Your goal
Your answer should consist of the lines in the data below that contain "runs".

►

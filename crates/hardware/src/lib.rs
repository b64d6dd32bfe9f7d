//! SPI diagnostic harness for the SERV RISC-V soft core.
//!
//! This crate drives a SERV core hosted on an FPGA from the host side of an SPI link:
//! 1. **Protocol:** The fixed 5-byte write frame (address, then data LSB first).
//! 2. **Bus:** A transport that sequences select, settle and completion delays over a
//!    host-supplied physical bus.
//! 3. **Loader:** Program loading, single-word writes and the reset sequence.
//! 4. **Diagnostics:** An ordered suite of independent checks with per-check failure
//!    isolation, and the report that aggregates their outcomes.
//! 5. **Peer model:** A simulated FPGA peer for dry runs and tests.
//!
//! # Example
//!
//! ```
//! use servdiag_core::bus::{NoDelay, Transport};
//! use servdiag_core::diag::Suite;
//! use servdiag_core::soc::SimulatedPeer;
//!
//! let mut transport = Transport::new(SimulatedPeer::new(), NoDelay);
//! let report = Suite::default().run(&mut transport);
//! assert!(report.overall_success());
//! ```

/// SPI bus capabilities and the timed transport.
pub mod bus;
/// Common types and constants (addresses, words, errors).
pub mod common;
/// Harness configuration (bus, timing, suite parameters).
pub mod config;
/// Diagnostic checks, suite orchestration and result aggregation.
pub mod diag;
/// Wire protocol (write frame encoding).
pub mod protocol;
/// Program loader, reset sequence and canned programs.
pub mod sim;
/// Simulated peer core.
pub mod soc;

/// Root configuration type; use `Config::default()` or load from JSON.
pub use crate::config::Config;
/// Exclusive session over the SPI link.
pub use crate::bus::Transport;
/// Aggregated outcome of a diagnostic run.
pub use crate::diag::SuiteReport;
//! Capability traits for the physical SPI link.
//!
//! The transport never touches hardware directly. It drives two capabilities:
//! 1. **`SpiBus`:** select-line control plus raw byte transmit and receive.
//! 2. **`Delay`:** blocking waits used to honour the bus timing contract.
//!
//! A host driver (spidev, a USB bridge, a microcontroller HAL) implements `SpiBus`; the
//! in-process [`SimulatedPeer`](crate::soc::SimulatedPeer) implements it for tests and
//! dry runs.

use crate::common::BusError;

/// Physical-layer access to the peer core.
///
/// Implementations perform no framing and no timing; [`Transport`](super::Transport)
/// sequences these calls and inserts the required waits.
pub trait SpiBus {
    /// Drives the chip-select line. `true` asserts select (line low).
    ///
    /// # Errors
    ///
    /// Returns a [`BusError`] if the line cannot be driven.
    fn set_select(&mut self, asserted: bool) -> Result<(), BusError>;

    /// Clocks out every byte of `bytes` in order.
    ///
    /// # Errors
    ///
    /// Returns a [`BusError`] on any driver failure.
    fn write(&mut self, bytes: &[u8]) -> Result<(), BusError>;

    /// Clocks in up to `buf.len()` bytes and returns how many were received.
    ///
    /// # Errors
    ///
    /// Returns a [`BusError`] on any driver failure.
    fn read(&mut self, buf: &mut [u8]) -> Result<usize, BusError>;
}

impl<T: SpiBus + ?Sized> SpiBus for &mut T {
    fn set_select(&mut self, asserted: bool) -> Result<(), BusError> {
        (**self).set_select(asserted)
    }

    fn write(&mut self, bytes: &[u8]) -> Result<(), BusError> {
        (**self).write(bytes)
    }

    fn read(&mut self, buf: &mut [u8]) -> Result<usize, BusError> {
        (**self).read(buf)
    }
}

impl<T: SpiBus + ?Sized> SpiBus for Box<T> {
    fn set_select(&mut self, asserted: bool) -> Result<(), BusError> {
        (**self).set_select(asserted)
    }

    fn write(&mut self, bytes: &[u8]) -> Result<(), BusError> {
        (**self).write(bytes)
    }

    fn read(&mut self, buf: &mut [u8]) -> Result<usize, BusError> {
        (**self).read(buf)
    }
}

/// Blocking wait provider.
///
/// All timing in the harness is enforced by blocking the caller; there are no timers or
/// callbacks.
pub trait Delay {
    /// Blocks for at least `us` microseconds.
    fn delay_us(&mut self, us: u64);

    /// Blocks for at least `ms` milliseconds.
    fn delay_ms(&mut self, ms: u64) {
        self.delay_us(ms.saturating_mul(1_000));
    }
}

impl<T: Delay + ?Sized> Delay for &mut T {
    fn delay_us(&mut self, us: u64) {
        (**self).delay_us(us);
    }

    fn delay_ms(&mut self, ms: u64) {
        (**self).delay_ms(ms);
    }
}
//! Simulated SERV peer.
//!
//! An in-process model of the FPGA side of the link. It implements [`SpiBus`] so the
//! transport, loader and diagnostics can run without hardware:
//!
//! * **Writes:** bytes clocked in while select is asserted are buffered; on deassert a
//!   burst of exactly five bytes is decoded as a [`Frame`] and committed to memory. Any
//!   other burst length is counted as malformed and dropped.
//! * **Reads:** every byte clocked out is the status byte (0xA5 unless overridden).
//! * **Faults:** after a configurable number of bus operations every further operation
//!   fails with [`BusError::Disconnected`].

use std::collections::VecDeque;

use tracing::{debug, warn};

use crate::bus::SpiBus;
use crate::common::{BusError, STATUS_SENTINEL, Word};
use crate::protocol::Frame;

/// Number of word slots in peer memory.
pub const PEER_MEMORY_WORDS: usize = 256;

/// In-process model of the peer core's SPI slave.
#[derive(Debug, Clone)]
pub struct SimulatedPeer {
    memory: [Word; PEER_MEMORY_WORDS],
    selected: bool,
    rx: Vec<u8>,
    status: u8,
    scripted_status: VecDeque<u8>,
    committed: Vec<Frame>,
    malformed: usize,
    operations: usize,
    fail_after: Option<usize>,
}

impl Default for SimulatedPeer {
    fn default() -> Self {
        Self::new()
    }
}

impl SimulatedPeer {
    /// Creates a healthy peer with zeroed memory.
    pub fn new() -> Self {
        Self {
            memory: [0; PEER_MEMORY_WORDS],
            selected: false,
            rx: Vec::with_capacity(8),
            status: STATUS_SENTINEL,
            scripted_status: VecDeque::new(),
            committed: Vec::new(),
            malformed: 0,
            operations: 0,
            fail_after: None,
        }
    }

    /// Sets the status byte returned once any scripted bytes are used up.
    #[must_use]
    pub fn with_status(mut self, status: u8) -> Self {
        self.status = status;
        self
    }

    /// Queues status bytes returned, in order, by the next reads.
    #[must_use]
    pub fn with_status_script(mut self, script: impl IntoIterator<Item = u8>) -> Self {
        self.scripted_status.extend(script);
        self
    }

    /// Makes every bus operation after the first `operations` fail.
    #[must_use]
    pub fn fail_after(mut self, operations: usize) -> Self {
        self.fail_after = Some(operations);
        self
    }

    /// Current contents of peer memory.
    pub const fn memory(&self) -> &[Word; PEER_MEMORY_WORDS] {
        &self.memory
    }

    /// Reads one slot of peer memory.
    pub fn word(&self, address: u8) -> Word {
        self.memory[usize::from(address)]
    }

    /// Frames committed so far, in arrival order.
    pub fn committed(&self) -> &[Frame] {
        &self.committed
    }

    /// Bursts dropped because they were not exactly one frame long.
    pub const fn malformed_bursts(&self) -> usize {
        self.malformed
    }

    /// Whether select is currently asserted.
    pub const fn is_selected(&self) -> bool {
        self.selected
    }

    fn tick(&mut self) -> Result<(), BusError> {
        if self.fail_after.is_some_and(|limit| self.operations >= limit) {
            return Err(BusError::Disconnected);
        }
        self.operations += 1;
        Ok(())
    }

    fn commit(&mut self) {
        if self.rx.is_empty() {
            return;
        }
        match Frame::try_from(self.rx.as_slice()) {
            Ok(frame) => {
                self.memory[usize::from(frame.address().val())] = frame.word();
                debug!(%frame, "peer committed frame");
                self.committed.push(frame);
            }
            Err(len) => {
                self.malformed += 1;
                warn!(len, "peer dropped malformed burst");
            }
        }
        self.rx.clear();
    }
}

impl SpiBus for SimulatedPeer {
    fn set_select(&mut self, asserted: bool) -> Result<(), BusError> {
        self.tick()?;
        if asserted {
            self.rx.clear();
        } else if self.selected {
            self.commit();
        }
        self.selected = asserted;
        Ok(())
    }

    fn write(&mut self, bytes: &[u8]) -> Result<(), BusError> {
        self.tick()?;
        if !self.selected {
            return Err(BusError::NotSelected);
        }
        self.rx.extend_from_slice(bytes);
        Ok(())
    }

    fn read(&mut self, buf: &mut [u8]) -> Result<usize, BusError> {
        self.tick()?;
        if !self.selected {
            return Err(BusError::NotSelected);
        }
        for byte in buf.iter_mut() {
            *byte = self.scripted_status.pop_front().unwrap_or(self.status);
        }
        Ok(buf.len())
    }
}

◄

Final answer
//! 5. **Peer model:** A simulated FPGA peer for dry runs and tests.
//! dry runs.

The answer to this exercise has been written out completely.